Supplied information below:

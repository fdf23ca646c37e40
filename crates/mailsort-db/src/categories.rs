//! Category repository implementation.

use async_trait::async_trait;
use pgvector::Vector;
use sqlx::{Pool, Postgres, Row};
use tracing::{debug, info};
use uuid::Uuid;

use mailsort_core::{Category, CategoryRepository, Error, Result};

/// PostgreSQL implementation of CategoryRepository, backed by pgvector.
pub struct PgCategoryRepository {
    pool: Pool<Postgres>,
}

impl PgCategoryRepository {
    /// Create a new PgCategoryRepository with the given connection pool.
    pub fn new(pool: Pool<Postgres>) -> Self {
        Self { pool }
    }

    /// Parse a category row into a Category struct.
    fn parse_category_row(row: &sqlx::postgres::PgRow) -> Category {
        let embedding: Option<Vector> = row.get("embedding");
        Category {
            id: row.get("id"),
            name: row.get("name"),
            description: row.get("description"),
            embedding: embedding.map(|v| v.to_vec()),
            email_count: row.get("email_count"),
            sample_content: row.get("sample_content"),
            created_at: row.get("created_at"),
        }
    }
}

const CATEGORY_COLUMNS: &str =
    "id, name, description, embedding, email_count, sample_content, created_at";

#[async_trait]
impl CategoryRepository for PgCategoryRepository {
    async fn create(
        &self,
        name: &str,
        description: Option<&str>,
        embedding: Option<&[f32]>,
        sample_content: Option<&str>,
    ) -> Result<Category> {
        let id = Uuid::new_v4();
        let vector = embedding.map(|e| Vector::from(e.to_vec()));

        let inserted = sqlx::query(&format!(
            "INSERT INTO category (id, name, description, embedding, email_count, sample_content)
             VALUES ($1, $2, $3, $4, 0, $5)
             RETURNING {CATEGORY_COLUMNS}"
        ))
        .bind(id)
        .bind(name)
        .bind(description)
        .bind(&vector)
        .bind(sample_content)
        .fetch_one(&self.pool)
        .await;

        match inserted {
            Ok(row) => {
                info!(
                    subsystem = "database",
                    component = "categories",
                    op = "create",
                    category_id = %id,
                    category_name = name,
                    "Category created"
                );
                Ok(Self::parse_category_row(&row))
            }
            // Concurrent creation under the same name: the unique index on
            // LOWER(name) rejects the insert, so resolve to the winner's row.
            Err(e) => {
                let unique_violation = e
                    .as_database_error()
                    .map(|d| d.is_unique_violation())
                    .unwrap_or(false);
                if unique_violation {
                    debug!(
                        subsystem = "database",
                        component = "categories",
                        op = "create",
                        category_name = name,
                        "Name already taken, returning existing category"
                    );
                    self.get_by_name(name)
                        .await?
                        .ok_or_else(|| Error::NotFound(format!("category '{name}'")))
                } else {
                    Err(Error::Database(e))
                }
            }
        }
    }

    async fn get_by_id(&self, id: Uuid) -> Result<Option<Category>> {
        let row = sqlx::query(&format!(
            "SELECT {CATEGORY_COLUMNS} FROM category WHERE id = $1"
        ))
        .bind(id)
        .fetch_optional(&self.pool)
        .await
        .map_err(Error::Database)?;

        Ok(row.map(|r| Self::parse_category_row(&r)))
    }

    async fn get_by_name(&self, name: &str) -> Result<Option<Category>> {
        let row = sqlx::query(&format!(
            "SELECT {CATEGORY_COLUMNS} FROM category WHERE LOWER(name) = LOWER($1)"
        ))
        .bind(name)
        .fetch_optional(&self.pool)
        .await
        .map_err(Error::Database)?;

        Ok(row.map(|r| Self::parse_category_row(&r)))
    }

    async fn list(&self, offset: i64, limit: i64) -> Result<Vec<Category>> {
        let rows = sqlx::query(&format!(
            "SELECT {CATEGORY_COLUMNS} FROM category
             ORDER BY created_at ASC
             LIMIT $1 OFFSET $2"
        ))
        .bind(limit)
        .bind(offset)
        .fetch_all(&self.pool)
        .await
        .map_err(Error::Database)?;

        Ok(rows.iter().map(Self::parse_category_row).collect())
    }

    async fn count(&self) -> Result<i64> {
        let count: i64 = sqlx::query_scalar("SELECT COUNT(*) FROM category")
            .fetch_one(&self.pool)
            .await
            .map_err(Error::Database)?;
        Ok(count)
    }

    async fn count_with_embeddings(&self) -> Result<i64> {
        let count: i64 =
            sqlx::query_scalar("SELECT COUNT(*) FROM category WHERE embedding IS NOT NULL")
                .fetch_one(&self.pool)
                .await
                .map_err(Error::Database)?;
        Ok(count)
    }

    async fn increment_count(&self, id: Uuid, delta: i64) -> Result<()> {
        let result = sqlx::query("UPDATE category SET email_count = email_count + $1 WHERE id = $2")
            .bind(delta)
            .bind(id)
            .execute(&self.pool)
            .await
            .map_err(Error::Database)?;

        if result.rows_affected() == 0 {
            return Err(Error::CategoryNotFound(id));
        }
        Ok(())
    }

    async fn update_embedding(&self, id: Uuid, embedding: &[f32]) -> Result<()> {
        let vector = Vector::from(embedding.to_vec());
        let result = sqlx::query("UPDATE category SET embedding = $1 WHERE id = $2")
            .bind(&vector)
            .bind(id)
            .execute(&self.pool)
            .await
            .map_err(Error::Database)?;

        if result.rows_affected() == 0 {
            return Err(Error::CategoryNotFound(id));
        }

        debug!(
            subsystem = "database",
            component = "categories",
            op = "update_embedding",
            category_id = %id,
            dimension = embedding.len(),
            "Category embedding updated"
        );
        Ok(())
    }

    async fn supports_native_search(&self) -> Result<bool> {
        let installed: bool = sqlx::query_scalar(
            "SELECT EXISTS(SELECT 1 FROM pg_extension WHERE extname = 'vector')",
        )
        .fetch_one(&self.pool)
        .await
        .map_err(Error::Database)?;
        Ok(installed)
    }

    async fn find_similar_native(
        &self,
        query: &[f32],
        threshold: f32,
        limit: i64,
    ) -> Result<Vec<(Category, f32)>> {
        let vector = Vector::from(query.to_vec());

        // Cosine distance operator; similarity = 1 - distance. Rows without
        // an embedding are excluded before the operator runs.
        let rows = sqlx::query(&format!(
            "SELECT {CATEGORY_COLUMNS}, 1 - (embedding <=> $1) AS score
             FROM category
             WHERE embedding IS NOT NULL
               AND 1 - (embedding <=> $1) >= $2
             ORDER BY embedding <=> $1 ASC
             LIMIT $3"
        ))
        .bind(&vector)
        .bind(threshold as f64)
        .bind(limit)
        .fetch_all(&self.pool)
        .await
        .map_err(Error::Database)?;

        Ok(rows
            .iter()
            .map(|row| {
                let score: f64 = row.get("score");
                (Self::parse_category_row(row), score as f32)
            })
            .collect())
    }
}
//! Core data models for mailsort.

use chrono::{DateTime, Utc};
use serde::{Deserialize, Serialize};
use serde_json::Value as JsonValue;
use uuid::Uuid;

/// A persistent email category with its centroid embedding.
///
/// `name` is canonical (lower-case, trimmed) and unique case-insensitively.
/// `embedding` may be absent for categories created before embeddings were
/// backfilled; similarity search skips those with a logged warning.
#[derive(Debug, Clone, Serialize, Deserialize)]
pub struct Category {
    pub id: Uuid,
    pub name: String,
    pub description: Option<String>,
    pub embedding: Option<Vec<f32>>,
    pub email_count: i64,
    pub sample_content: Option<String>,
    pub created_at: DateTime<Utc>,
}

/// A standalone email submitted for categorization.
#[derive(Debug, Clone, Serialize, Deserialize)]
pub struct StandaloneEmail {
    pub email_id: String,
    pub user_id: String,
    #[serde(default)]
    pub subject: String,
    #[serde(default)]
    pub body: String,
    pub snippet: Option<String>,
    pub sender_email: Option<String>,
    pub timestamp: Option<DateTime<Utc>>,
}

/// An email that is part of a known conversation thread.
#[derive(Debug, Clone, Serialize, Deserialize)]
pub struct ThreadedEmail {
    pub email_id: String,
    pub user_id: String,
    #[serde(default)]
    pub subject: String,
    #[serde(default)]
    pub body: String,
    pub snippet: Option<String>,
    pub sender_email: Option<String>,
    pub timestamp: Option<DateTime<Utc>>,
    pub thread_id: String,
    #[serde(default)]
    pub thread_subject: String,
    pub previous_category: Option<String>,
    pub previous_email_snippet: Option<String>,
    #[serde(default)]
    pub thread_email_count: i64,
}

impl ThreadedEmail {
    /// Drop the thread context, leaving a standalone request.
    pub fn to_standalone(&self) -> StandaloneEmail {
        StandaloneEmail {
            email_id: self.email_id.clone(),
            user_id: self.user_id.clone(),
            subject: self.subject.clone(),
            body: self.body.clone(),
            snippet: self.snippet.clone(),
            sender_email: self.sender_email.clone(),
            timestamp: self.timestamp,
        }
    }
}

/// The outcome of categorizing one email.
#[derive(Debug, Clone, Serialize, Deserialize)]
pub struct Categorization {
    pub email_id: String,
    pub user_id: String,
    pub assigned_category: String,
    pub confidence_score: f32,
    pub is_new_category: bool,
    pub processing_timestamp: DateTime<Utc>,
    pub category_description: Option<String>,
}

/// Kind of categorization job.
#[derive(Debug, Clone, Copy, PartialEq, Eq, Hash, Serialize, Deserialize)]
#[serde(rename_all = "snake_case")]
pub enum JobKind {
    /// Categorize without thread context.
    Standalone,
    /// Categorize with thread context.
    Threaded,
}

/// Lifecycle status of a categorization job.
///
/// Transitions are monotonic: Queued → Processing → {Completed | Failed}.
#[derive(Debug, Clone, Copy, PartialEq, Eq, Serialize, Deserialize)]
#[serde(rename_all = "lowercase")]
pub enum JobStatus {
    Queued,
    Processing,
    Completed,
    Failed,
}

impl JobStatus {
    /// Whether this status is terminal (no further transitions).
    pub fn is_terminal(self) -> bool {
        matches!(self, JobStatus::Completed | JobStatus::Failed)
    }
}

/// A tracked asynchronous categorization job.
#[derive(Debug, Clone, Serialize, Deserialize)]
pub struct Job {
    pub id: Uuid,
    pub kind: JobKind,
    pub status: JobStatus,
    pub payload: JsonValue,
    pub result: Option<JsonValue>,
    pub error_message: Option<String>,
    pub created_at: DateTime<Utc>,
    pub started_at: Option<DateTime<Utc>>,
    pub completed_at: Option<DateTime<Utc>>,
}

/// Queue statistics summary.
#[derive(Debug, Clone, Serialize, Deserialize)]
pub struct QueueStats {
    pub queued: i64,
    pub processing: i64,
    pub completed: i64,
    pub failed: i64,
    pub total: i64,
}

/// Which similarity-search strategy is active.
#[derive(Debug, Clone, Copy, PartialEq, Eq, Serialize, Deserialize)]
#[serde(rename_all = "snake_case")]
pub enum MatchStrategy {
    /// Database-native nearest-neighbor query via pgvector.
    Pgvector,
    /// Full in-memory linear scan with cosine similarity.
    InMemory,
}

impl std::fmt::Display for MatchStrategy {
    fn fmt(&self, f: &mut std::fmt::Formatter<'_>) -> std::fmt::Result {
        match self {
            Self::Pgvector => write!(f, "pgvector"),
            Self::InMemory => write!(f, "in_memory"),
        }
    }
}

/// Coverage statistics for category embeddings.
#[derive(Debug, Clone, Serialize, Deserialize)]
pub struct EmbeddingStats {
    pub total_categories: i64,
    pub categories_with_embeddings: i64,
    pub embedding_coverage: f64,
    pub strategy: MatchStrategy,
}

/// Aggregate pipeline throughput metrics.
#[derive(Debug, Clone, Default, Serialize, Deserialize)]
pub struct PipelineMetrics {
    pub cache_hits: u64,
    pub cache_misses: u64,
    pub batches_processed: u64,
    pub avg_batch_size: f64,
}

#[cfg(test)]
mod tests {
    use super::*;

    #[test]
    fn test_job_status_terminal() {
        assert!(!JobStatus::Queued.is_terminal());
        assert!(!JobStatus::Processing.is_terminal());
        assert!(JobStatus::Completed.is_terminal());
        assert!(JobStatus::Failed.is_terminal());
    }

    #[test]
    fn test_job_status_serde() {
        assert_eq!(
            serde_json::to_string(&JobStatus::Queued).unwrap(),
            "\"queued\""
        );
        let status: JobStatus = serde_json::from_str("\"failed\"").unwrap();
        assert_eq!(status, JobStatus::Failed);
    }

    #[test]
    fn test_match_strategy_display() {
        assert_eq!(MatchStrategy::Pgvector.to_string(), "pgvector");
        assert_eq!(MatchStrategy::InMemory.to_string(), "in_memory");
    }

    #[test]
    fn test_threaded_to_standalone_drops_context() {
        let threaded = ThreadedEmail {
            email_id: "e1".into(),
            user_id: "u1".into(),
            subject: "Re: Budget".into(),
            body: "numbers attached".into(),
            snippet: Some("numbers".into()),
            sender_email: None,
            timestamp: None,
            thread_id: "t1".into(),
            thread_subject: "Budget".into(),
            previous_category: Some("finance".into()),
            previous_email_snippet: None,
            thread_email_count: 3,
        };

        let standalone = threaded.to_standalone();
        assert_eq!(standalone.email_id, "e1");
        assert_eq!(standalone.subject, "Re: Budget");
        assert_eq!(standalone.snippet.as_deref(), Some("numbers"));
    }

    #[test]
    fn test_categorization_roundtrip() {
        let c = Categorization {
            email_id: "e1".into(),
            user_id: "u1".into(),
            assigned_category: "finance".into(),
            confidence_score: 0.8,
            is_new_category: true,
            processing_timestamp: Utc::now(),
            category_description: Some("Auto-generated: Invoice...".into()),
        };
        let json = serde_json::to_string(&c).unwrap();
        let back: Categorization = serde_json::from_str(&json).unwrap();
        assert_eq!(back.assigned_category, "finance");
        assert!(back.is_new_category);
    }

    #[test]
    fn test_standalone_email_defaults() {
        let email: StandaloneEmail =
            serde_json::from_str(r#"{"email_id":"e1","user_id":"u1"}"#).unwrap();
        assert_eq!(email.subject, "");
        assert_eq!(email.body, "");
        assert!(email.snippet.is_none());
    }
}
//! Event timeline: a zoomable main panel over a brushable context strip.
//!
//! Main-panel positions derive from one [`ZoomTransform`] applied to the
//! context scale; a brush selection is converted into the equivalent
//! transform, so brushing and zooming always agree on the visible window.

use ahash::AHashMap;
use chrono::SecondsFormat;
use serde::{Deserialize, Serialize};
use serde_json::{Value, json};
use std::any::Any;

use super::{export, log_normalized, merge_options};
use crate::error::{ChartError, Result};
use crate::models::{Normalized, Severity, TimelineEvent};
use crate::normalize;
use crate::registry::ChartRegistry;
use crate::storage::Table;
use crate::viz::anim::Tween;
use crate::viz::axis::{self, AxisSide};
use crate::viz::base::{Chart, ChartBase, ChartEnv, PlotArea, Tooltip};
use crate::viz::legend::LegendItem;
use crate::viz::options::{BaseOptions, ChartOptions, LegendOptions, TooltipOptions, lenient, resolve};
use crate::viz::scale::{BandScale, TimeScale, format_time};
use crate::viz::scene::{NodeId, Surface, num, translate};
use crate::viz::types::{ColorBy, DataFormat, GroupBy};
use crate::viz::zoom::{ZoomBehavior, ZoomTransform};

pub const CHART_TYPE: &str = "timeline";
pub const EVENT_CLICK_EVENT: &str = "timelineEventClick";
/// Width of the stacking buckets when events are not grouped.
pub const BUCKET_MS: f64 = 60_000.0;
pub const BRUSH_TRANSITION_MS: f64 = 300.0;
pub const ZOOM_TRANSITION_MS: f64 = 300.0;
pub const RESET_TRANSITION_MS: f64 = 750.0;
pub const ZOOM_EXTENT: (f64, f64) = (1.0, 50.0);
const ZOOM_STEP: f64 = 2.0;
const CONTEXT_GAP: f64 = 30.0;
const X_TICKS: usize = 8;

#[derive(Debug, Clone, Copy, PartialEq, Serialize, Deserialize)]
#[serde(rename_all = "camelCase", default)]
pub struct BrushOptions {
    pub enabled: bool,
    /// Height of the context panel.
    pub height: f64,
}
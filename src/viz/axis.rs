//! Axes and grid lines drawn into the chart surface.

use super::scale::{BandScale, TimeScale, ValueScale, format_time};
use super::scene::{NodeId, Surface, num, translate};
use super::util::format_tick;

const TICK_SIZE: f64 = 6.0;
const TICK_PADDING: f64 = 3.0;
const FONT_PX: f64 = 10.0;

#[derive(Debug, Clone, Copy, PartialEq, Eq)]
pub enum AxisSide {
    Top,
    Right,
    Bottom,
    Left,
}

impl AxisSide {
    fn horizontal(self) -> bool {
        matches!(self, AxisSide::Top | AxisSide::Bottom)
    }

    /// +1 for ticks growing down/right, −1 for up/left.
    fn direction(self) -> f64 {
        match self {
            AxisSide::Top | AxisSide::Left => -1.0,
            AxisSide::Bottom | AxisSide::Right => 1.0,
        }
    }
}

#[derive(Debug, Clone, PartialEq)]
pub struct Tick {
    pub position: f64,
    pub label: String,
}

/// Ticks at `count` nice values of a value scale.
pub fn value_ticks(scale: &ValueScale, count: usize) -> Vec<Tick> {
    scale
        .ticks(count)
        .into_iter()
        .map(|v| Tick {
            position: scale.apply(v),
            label: format_tick(v),
        })
        .collect()
}

/// One tick per band, centered.
pub fn band_ticks(scale: &BandScale) -> Vec<Tick> {
    let half = scale.bandwidth() / 2.0;
    scale
        .domain()
        .iter()
        .filter_map(|k| {
            scale.position(k).map(|p| Tick {
                position: p + half,
                label: k.clone(),
            })
        })
        .collect()
}

/// Ticks at calendar-aligned instants, labeled with the format matching the interval.
pub fn time_ticks(scale: &TimeScale, count: usize) -> Vec<Tick> {
    let pattern = scale.tick_format(count);
    scale
        .ticks(count)
        .into_iter()
        .map(|ms| Tick {
            position: scale.apply(ms),
            label: format_time(ms, pattern),
        })
        .collect()
}

/// Draw an axis: a domain path over `range` plus one `g.tick` per tick.
pub fn draw(
    surface: &mut Surface,
    parent: NodeId,
    side: AxisSide,
    range: (f64, f64),
    ticks: &[Tick],
    offset: (f64, f64),
    color: &str,
) -> NodeId {
    let class = if side.horizontal() {
        "axis x-axis"
    } else {
        "axis y-axis"
    };
    let g = surface.element(
        parent,
        "g",
        [
            ("class", class.to_string()),
            ("transform", translate(offset.0, offset.1)),
            ("font-size", num(FONT_PX)),
        ],
    );
    let k = side.direction() * TICK_SIZE;
    let (r0, r1) = range;
    let domain = if side.horizontal() {
        format!("M{},{}V0H{}V{}", num(r0), num(k), num(r1), num(k))
    } else {
        format!("M{},{}H0V{}H{}", num(k), num(r0), num(r1), num(k))
    };
    surface.element(
        g,
        "path",
        [
            ("class", "domain".to_string()),
            ("d", domain),
            ("stroke", color.to_string()),
            ("fill", "none".to_string()),
        ],
    );
    for tick in ticks {
        let (transform, line_attr, text_pos, anchor, dy) = match side {
            AxisSide::Bottom => (translate(tick.position, 0.0), "y2", ("y", k + TICK_PADDING), "middle", "0.71em"),
            AxisSide::Top => (translate(tick.position, 0.0), "y2", ("y", k - TICK_PADDING), "middle", "0em"),
            AxisSide::Left => (translate(0.0, tick.position), "x2", ("x", k - TICK_PADDING), "end", "0.32em"),
            AxisSide::Right => (translate(0.0, tick.position), "x2", ("x", k + TICK_PADDING), "start", "0.32em"),
        };
        let tg = surface.element(g, "g", [("class", "tick".to_string()), ("transform", transform)]);
        surface.element(tg, "line", [(line_attr, num(k)), ("stroke", color.to_string())]);
        surface.text(
            tg,
            tick.label.clone(),
            [
                (text_pos.0, num(text_pos.1)),
                ("dy", dy.to_string()),
                ("text-anchor", anchor.to_string()),
                ("fill", color.to_string()),
            ],
        );
    }
    g
}

/// Grid lines across the plot at each tick position.
pub fn draw_grid(
    surface: &mut Surface,
    parent: NodeId,
    horizontal: bool,
    ticks: &[Tick],
    length: f64,
    color: &str,
) -> NodeId {
    let class = if horizontal {
        "grid grid-horizontal"
    } else {
        "grid grid-vertical"
    };
    let g = surface.element(parent, "g", [("class", class)]);
    for tick in ticks {
        let p = num(tick.position);
        let (x1, y1, x2, y2) = if horizontal {
            ("0".to_string(), p.clone(), num(length), p)
        } else {
            (p.clone(), "0".to_string(), p, num(length))
        };
        surface.element(
            g,
            "line",
            [
                ("class", "grid-line".to_string()),
                ("x1", x1),
                ("y1", y1),
                ("x2", x2),
                ("y2", y2),
                ("stroke", color.to_string()),
                ("stroke-opacity", "0.7".to_string()),
                ("shape-rendering", "crispEdges".to_string()),
            ],
        );
    }
    g
}

#[cfg(test)]
mod tests {
    use super::*;
    use crate::viz::scale::LinearScale;

    #[test]
    fn bottom_axis_has_domain_and_ticks() {
        let scale = ValueScale::Linear(LinearScale::new((0.0, 10.0), (0.0, 100.0)));
        let ticks = value_ticks(&scale, 5);
        assert_eq!(ticks.first().map(|t| t.label.as_str()), Some("0"));
        assert_eq!(ticks.last().map(|t| t.position), Some(100.0));
        let mut s = Surface::new(200.0, 200.0);
        let root = s.root();
        let axis = draw(&mut s, root, AxisSide::Bottom, (0.0, 100.0), &ticks, (0.0, 150.0), "#333");
        assert_eq!(s.count_class("tick"), ticks.len());
        assert_eq!(s.count_class("domain"), 1);
        assert_eq!(s.attr(axis, "transform"), Some("translate(0,150)"));
    }

    #[test]
    fn band_ticks_are_centered() {
        let band = BandScale::new(vec!["a".into(), "b".into()], (0.0, 100.0));
        let ticks = band_ticks(&band);
        assert_eq!(ticks.len(), 2);
        assert_eq!(ticks[0].position, band.position("a").unwrap_or(0.0) + band.bandwidth() / 2.0);
    }

    #[test]
    fn grid_draws_one_line_per_tick() {
        let mut s = Surface::new(100.0, 100.0);
        let root = s.root();
        let ticks = vec![
            Tick { position: 10.0, label: String::new() },
            Tick { position: 20.0, label: String::new() },
        ];
        draw_grid(&mut s, root, true, &ticks, 80.0, "#eee");
        assert_eq!(s.count_class("grid-line"), 2);
    }
}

End of Supplied information.

Copy out each line of the data in which the word "resolve" appears.

            // LOWER(name) rejects the insert, so resolve to the winner's row.
use crate::viz::options::{BaseOptions, ChartOptions, LegendOptions, TooltipOptions, lenient, resolve};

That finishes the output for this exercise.